Brief: Among the entries that follow, the required portion opens with the line containing "pub const CREDIT_DIR_NAME: &str" and closes with the line containing "PartialEq, Eq, Serialize, Deserialize, Default)]". Give that portion again exactly, and nothing else.
··· Recorded information
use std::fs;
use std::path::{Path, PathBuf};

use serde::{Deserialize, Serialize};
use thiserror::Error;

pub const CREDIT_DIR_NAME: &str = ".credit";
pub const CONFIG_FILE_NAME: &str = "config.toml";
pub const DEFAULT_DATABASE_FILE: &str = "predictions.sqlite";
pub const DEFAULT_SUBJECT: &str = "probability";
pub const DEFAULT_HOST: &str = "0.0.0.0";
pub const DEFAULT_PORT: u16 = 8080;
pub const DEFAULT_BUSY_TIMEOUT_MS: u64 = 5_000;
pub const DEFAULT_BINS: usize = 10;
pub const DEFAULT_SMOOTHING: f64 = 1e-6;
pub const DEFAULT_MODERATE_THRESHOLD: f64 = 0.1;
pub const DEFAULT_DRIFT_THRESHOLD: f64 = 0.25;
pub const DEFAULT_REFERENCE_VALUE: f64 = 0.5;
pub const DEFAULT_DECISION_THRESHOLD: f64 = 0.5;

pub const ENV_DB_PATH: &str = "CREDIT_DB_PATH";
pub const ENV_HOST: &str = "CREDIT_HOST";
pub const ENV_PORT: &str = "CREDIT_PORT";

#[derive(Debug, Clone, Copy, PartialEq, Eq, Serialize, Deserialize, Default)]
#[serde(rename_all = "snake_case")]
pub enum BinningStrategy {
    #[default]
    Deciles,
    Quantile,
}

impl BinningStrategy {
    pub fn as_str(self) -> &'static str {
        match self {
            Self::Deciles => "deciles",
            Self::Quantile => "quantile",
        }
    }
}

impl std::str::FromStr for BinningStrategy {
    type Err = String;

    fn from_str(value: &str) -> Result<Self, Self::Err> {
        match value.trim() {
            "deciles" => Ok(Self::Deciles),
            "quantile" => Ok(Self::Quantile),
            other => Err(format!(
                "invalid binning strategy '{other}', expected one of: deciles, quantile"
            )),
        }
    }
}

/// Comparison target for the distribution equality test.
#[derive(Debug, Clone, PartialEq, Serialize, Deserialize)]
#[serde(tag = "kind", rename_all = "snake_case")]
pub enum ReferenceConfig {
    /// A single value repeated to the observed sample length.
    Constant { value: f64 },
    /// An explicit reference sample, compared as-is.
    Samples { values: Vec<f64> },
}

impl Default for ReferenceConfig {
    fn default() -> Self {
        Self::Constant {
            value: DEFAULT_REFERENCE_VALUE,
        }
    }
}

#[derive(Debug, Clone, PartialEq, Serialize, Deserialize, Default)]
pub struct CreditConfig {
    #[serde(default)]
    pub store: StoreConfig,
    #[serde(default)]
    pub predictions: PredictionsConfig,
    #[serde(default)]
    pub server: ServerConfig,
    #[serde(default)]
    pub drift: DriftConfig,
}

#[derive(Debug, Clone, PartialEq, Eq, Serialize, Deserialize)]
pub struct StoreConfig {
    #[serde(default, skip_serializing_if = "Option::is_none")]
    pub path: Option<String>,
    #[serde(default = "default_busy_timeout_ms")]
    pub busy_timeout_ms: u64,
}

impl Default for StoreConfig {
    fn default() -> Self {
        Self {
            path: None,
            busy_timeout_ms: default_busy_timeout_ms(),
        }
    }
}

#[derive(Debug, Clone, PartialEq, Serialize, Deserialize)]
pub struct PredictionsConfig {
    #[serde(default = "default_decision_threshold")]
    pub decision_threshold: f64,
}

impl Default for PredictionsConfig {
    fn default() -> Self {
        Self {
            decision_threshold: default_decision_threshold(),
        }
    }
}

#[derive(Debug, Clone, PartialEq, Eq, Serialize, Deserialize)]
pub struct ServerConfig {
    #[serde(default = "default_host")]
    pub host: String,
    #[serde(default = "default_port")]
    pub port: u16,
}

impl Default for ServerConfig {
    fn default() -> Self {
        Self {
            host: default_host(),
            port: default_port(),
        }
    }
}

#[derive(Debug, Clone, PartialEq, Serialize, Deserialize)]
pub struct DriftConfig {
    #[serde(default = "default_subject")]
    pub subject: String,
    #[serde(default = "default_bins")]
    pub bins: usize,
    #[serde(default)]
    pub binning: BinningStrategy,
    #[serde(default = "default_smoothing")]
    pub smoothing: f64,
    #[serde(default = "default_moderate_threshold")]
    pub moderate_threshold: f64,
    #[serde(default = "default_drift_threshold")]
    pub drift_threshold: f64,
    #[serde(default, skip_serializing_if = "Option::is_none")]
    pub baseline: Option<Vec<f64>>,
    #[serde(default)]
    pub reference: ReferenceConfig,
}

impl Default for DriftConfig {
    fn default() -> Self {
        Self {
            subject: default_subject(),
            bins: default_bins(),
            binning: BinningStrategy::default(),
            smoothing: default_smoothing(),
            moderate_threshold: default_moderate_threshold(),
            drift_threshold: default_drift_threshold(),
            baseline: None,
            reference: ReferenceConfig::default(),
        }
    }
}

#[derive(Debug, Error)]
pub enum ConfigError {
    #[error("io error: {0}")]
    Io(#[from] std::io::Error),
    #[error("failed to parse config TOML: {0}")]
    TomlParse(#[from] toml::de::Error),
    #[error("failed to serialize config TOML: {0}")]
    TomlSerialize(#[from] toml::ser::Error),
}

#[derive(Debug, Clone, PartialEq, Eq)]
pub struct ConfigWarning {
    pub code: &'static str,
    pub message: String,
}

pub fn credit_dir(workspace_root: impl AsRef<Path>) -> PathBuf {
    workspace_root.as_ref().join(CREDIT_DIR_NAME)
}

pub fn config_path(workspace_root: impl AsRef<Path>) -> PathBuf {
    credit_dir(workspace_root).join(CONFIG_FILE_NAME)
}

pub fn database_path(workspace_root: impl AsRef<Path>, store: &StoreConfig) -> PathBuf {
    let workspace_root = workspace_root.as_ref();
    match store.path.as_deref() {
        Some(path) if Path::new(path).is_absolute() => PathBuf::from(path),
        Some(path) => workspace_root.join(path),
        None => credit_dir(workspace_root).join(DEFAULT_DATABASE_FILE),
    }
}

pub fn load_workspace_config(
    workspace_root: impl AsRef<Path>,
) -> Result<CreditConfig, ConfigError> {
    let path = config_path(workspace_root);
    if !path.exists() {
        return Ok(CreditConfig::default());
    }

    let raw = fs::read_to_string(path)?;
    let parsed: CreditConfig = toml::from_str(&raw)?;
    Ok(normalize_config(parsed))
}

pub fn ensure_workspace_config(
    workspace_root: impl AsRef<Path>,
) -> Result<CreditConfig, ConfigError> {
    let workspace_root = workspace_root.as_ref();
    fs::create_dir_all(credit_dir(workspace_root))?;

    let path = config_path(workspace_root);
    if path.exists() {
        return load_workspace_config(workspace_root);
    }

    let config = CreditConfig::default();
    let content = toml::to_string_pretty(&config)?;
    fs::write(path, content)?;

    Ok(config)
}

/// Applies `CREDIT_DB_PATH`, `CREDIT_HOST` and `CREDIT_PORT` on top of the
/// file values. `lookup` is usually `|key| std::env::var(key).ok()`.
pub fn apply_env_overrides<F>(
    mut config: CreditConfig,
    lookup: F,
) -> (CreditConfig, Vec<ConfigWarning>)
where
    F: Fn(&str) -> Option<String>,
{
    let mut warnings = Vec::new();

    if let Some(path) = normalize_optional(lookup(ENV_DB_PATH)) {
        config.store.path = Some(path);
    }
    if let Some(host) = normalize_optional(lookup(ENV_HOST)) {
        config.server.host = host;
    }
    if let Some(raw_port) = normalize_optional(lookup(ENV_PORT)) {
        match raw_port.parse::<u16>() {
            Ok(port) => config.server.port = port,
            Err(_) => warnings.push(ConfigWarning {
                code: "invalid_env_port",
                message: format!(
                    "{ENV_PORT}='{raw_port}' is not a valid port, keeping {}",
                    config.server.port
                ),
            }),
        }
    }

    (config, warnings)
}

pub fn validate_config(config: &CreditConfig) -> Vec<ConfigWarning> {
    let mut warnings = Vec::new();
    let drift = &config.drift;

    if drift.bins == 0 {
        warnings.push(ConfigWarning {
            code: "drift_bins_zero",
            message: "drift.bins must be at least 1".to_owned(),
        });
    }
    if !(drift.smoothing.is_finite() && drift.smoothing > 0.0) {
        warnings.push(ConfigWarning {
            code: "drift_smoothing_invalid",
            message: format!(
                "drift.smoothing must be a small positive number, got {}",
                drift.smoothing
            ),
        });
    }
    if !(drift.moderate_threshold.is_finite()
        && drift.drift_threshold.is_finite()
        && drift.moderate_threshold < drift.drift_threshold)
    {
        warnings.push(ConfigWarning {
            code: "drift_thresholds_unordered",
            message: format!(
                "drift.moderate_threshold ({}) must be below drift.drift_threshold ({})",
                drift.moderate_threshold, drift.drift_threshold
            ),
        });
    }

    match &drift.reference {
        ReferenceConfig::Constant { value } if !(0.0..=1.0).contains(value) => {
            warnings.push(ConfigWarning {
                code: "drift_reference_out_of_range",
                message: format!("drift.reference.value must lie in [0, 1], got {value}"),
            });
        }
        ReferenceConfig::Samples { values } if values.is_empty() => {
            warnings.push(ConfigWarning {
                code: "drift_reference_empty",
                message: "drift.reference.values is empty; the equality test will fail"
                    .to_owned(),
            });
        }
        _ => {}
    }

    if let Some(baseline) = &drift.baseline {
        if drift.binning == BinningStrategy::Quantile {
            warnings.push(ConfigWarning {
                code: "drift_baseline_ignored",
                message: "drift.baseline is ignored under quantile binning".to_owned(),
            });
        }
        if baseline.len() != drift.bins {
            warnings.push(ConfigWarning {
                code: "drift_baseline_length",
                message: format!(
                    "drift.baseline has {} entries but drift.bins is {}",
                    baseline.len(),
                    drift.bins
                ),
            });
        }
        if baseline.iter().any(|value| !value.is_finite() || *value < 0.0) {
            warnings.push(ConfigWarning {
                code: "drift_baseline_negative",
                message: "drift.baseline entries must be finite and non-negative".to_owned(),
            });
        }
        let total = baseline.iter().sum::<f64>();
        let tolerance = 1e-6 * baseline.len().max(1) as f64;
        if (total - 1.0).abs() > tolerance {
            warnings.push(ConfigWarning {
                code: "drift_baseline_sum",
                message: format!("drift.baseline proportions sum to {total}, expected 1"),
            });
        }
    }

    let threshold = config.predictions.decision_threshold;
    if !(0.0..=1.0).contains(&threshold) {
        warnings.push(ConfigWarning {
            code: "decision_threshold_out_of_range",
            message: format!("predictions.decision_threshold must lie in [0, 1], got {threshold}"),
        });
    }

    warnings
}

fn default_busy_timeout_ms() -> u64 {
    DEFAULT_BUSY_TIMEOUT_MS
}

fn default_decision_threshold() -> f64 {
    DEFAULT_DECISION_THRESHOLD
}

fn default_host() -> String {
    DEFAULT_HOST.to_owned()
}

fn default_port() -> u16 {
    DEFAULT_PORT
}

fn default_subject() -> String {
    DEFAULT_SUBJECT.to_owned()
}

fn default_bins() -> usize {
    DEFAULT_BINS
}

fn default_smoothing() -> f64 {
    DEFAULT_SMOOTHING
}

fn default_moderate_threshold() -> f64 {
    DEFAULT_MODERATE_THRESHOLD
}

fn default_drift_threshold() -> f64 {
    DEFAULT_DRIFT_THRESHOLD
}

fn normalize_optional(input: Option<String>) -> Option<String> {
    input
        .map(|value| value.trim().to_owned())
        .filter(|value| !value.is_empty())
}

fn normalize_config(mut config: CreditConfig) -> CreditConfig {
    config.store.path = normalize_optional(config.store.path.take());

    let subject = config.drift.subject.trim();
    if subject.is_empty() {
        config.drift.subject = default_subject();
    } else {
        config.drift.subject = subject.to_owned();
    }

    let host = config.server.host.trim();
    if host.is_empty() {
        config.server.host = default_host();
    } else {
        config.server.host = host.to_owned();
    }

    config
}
······
··· Recorded information
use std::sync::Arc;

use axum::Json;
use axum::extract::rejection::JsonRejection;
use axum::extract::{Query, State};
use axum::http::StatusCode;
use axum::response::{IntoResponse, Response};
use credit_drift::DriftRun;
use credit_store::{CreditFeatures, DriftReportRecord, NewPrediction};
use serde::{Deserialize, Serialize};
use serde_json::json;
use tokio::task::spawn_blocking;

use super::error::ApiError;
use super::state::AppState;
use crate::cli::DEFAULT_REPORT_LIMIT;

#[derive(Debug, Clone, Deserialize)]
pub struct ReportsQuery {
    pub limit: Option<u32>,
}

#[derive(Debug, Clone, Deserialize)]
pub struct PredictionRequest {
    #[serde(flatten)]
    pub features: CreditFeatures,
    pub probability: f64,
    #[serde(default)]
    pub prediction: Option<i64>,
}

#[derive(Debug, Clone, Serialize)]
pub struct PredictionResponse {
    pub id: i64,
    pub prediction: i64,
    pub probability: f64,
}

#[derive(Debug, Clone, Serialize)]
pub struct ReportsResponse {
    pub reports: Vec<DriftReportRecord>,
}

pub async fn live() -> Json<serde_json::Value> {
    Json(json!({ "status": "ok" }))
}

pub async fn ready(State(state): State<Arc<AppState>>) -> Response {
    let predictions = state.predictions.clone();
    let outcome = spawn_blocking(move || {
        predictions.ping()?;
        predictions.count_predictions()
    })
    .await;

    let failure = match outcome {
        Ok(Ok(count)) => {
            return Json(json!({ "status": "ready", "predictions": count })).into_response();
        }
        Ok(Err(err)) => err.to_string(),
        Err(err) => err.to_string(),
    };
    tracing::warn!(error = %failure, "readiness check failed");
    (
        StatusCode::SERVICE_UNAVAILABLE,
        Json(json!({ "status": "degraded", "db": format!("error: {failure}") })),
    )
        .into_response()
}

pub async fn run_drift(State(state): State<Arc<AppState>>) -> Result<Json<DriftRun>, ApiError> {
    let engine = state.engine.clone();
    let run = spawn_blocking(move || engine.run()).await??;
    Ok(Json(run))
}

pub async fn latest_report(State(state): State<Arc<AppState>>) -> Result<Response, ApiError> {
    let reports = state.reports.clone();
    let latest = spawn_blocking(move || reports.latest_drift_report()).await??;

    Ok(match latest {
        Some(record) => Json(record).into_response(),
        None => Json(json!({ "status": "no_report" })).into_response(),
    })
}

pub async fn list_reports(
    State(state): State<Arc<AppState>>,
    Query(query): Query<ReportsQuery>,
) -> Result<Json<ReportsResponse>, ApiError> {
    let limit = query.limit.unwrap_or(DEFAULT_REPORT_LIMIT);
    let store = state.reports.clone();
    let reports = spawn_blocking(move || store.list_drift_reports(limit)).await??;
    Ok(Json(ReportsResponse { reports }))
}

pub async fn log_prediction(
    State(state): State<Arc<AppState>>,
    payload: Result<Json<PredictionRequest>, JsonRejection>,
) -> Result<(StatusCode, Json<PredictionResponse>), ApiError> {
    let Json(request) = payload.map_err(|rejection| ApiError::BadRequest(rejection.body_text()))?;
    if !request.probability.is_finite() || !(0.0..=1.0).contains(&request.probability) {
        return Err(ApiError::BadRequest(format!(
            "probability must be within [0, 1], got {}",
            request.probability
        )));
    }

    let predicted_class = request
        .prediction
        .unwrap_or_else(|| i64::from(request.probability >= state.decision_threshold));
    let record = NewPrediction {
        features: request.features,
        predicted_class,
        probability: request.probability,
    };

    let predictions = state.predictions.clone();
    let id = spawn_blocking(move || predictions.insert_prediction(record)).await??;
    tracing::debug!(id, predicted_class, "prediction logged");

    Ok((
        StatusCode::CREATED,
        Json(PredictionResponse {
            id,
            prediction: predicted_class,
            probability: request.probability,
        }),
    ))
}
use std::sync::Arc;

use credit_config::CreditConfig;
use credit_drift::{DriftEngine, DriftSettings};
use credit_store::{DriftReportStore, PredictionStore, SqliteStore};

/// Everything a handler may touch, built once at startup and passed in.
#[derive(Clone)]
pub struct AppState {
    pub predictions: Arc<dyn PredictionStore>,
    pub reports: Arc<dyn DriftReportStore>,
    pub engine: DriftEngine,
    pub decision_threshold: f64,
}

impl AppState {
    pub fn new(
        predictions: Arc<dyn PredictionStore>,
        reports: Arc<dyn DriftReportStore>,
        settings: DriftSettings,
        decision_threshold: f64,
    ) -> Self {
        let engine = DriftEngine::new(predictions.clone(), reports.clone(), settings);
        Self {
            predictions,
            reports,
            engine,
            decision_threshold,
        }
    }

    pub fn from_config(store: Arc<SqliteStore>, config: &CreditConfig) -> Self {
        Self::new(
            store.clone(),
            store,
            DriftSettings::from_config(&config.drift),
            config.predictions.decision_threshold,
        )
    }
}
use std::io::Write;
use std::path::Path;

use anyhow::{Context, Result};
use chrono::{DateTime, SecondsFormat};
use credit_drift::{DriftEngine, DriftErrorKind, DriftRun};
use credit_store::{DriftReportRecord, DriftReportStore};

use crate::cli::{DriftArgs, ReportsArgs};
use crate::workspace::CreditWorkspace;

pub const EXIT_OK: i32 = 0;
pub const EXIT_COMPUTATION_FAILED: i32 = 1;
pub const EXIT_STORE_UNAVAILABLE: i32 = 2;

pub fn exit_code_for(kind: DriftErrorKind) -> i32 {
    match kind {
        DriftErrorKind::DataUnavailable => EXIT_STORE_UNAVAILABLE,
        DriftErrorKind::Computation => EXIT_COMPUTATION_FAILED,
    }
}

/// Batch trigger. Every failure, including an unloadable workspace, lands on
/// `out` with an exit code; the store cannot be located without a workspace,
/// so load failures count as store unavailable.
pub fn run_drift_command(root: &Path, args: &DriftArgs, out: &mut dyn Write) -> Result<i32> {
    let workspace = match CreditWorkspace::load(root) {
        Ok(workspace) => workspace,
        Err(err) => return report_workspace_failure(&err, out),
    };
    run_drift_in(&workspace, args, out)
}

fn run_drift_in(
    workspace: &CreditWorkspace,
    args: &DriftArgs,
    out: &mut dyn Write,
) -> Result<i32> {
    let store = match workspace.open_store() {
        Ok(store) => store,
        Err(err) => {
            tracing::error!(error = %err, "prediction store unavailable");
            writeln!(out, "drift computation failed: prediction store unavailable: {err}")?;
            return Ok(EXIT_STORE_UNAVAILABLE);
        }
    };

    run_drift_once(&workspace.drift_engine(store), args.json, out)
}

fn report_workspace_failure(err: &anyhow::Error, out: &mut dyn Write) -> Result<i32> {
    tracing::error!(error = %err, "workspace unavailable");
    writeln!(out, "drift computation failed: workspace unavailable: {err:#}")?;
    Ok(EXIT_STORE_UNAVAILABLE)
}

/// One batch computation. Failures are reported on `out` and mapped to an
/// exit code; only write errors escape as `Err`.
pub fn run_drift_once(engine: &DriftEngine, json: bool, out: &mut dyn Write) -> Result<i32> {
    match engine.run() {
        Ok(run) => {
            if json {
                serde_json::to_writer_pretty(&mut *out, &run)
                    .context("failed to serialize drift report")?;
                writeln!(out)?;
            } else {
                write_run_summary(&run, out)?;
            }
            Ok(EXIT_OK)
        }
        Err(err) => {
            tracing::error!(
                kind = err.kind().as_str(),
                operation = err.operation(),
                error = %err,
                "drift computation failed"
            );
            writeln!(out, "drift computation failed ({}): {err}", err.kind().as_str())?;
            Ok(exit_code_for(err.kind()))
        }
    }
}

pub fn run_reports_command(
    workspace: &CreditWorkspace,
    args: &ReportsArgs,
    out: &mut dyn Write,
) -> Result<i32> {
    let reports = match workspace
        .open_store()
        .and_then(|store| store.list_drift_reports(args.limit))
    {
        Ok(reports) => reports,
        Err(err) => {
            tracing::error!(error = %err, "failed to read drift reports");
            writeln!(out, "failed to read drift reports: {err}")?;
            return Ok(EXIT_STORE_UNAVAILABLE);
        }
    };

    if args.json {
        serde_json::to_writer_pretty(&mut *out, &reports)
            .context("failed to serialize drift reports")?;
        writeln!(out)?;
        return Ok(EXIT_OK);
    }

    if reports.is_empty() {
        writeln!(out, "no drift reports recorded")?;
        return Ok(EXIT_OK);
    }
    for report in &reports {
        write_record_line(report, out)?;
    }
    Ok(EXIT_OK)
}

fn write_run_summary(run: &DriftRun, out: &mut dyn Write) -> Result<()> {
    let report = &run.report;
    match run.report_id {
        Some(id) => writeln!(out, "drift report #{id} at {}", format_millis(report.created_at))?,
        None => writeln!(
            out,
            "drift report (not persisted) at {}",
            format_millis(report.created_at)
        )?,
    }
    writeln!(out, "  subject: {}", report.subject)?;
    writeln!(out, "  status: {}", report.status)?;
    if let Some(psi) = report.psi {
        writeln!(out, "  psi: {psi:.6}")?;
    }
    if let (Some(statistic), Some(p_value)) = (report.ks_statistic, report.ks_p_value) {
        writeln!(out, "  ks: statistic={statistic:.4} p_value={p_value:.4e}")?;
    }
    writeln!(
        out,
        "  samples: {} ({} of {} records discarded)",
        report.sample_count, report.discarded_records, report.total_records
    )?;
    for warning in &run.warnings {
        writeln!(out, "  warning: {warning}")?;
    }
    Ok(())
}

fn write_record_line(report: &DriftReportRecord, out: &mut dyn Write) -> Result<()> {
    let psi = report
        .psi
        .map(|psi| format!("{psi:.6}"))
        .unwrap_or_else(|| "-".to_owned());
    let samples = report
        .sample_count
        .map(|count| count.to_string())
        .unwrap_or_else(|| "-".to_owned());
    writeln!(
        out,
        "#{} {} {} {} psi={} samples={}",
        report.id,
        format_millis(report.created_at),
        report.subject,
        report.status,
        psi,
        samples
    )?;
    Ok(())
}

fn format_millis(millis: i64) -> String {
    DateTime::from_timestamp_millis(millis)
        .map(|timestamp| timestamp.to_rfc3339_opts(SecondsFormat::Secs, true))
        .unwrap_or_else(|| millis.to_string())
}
······
··· Recorded information
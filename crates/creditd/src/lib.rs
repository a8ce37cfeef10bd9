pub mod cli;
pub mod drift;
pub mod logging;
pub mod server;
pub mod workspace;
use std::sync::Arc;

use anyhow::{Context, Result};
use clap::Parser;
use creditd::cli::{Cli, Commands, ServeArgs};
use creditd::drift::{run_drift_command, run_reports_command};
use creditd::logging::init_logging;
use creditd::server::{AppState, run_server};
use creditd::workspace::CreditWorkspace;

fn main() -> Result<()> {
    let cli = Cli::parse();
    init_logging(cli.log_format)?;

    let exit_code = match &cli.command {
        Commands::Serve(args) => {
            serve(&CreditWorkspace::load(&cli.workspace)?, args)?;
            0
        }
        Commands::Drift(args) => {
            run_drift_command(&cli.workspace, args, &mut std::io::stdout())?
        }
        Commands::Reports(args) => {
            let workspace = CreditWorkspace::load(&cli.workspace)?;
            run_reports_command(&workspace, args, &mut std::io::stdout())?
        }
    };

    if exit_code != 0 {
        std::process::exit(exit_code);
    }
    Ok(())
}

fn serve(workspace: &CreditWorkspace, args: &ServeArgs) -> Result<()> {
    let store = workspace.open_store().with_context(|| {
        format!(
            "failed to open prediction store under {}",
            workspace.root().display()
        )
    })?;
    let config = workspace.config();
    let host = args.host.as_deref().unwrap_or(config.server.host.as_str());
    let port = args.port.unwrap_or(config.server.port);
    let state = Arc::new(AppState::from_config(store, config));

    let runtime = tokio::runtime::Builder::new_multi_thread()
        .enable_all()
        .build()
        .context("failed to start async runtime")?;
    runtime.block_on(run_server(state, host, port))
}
······
Solution to this problem:
pub const CREDIT_DIR_NAME: &str = ".credit";
pub const CONFIG_FILE_NAME: &str = "config.toml";
pub const DEFAULT_DATABASE_FILE: &str = "predictions.sqlite";
pub const DEFAULT_SUBJECT: &str = "probability";
pub const DEFAULT_HOST: &str = "0.0.0.0";
pub const DEFAULT_PORT: u16 = 8080;
pub const DEFAULT_BUSY_TIMEOUT_MS: u64 = 5_000;
pub const DEFAULT_BINS: usize = 10;
pub const DEFAULT_SMOOTHING: f64 = 1e-6;
pub const DEFAULT_MODERATE_THRESHOLD: f64 = 0.1;
pub const DEFAULT_DRIFT_THRESHOLD: f64 = 0.25;
pub const DEFAULT_REFERENCE_VALUE: f64 = 0.5;
pub const DEFAULT_DECISION_THRESHOLD: f64 = 0.5;

pub const ENV_DB_PATH: &str = "CREDIT_DB_PATH";
pub const ENV_HOST: &str = "CREDIT_HOST";
pub const ENV_PORT: &str = "CREDIT_PORT";

#[derive(Debug, Clone, Copy, PartialEq, Eq, Serialize, Deserialize, Default)]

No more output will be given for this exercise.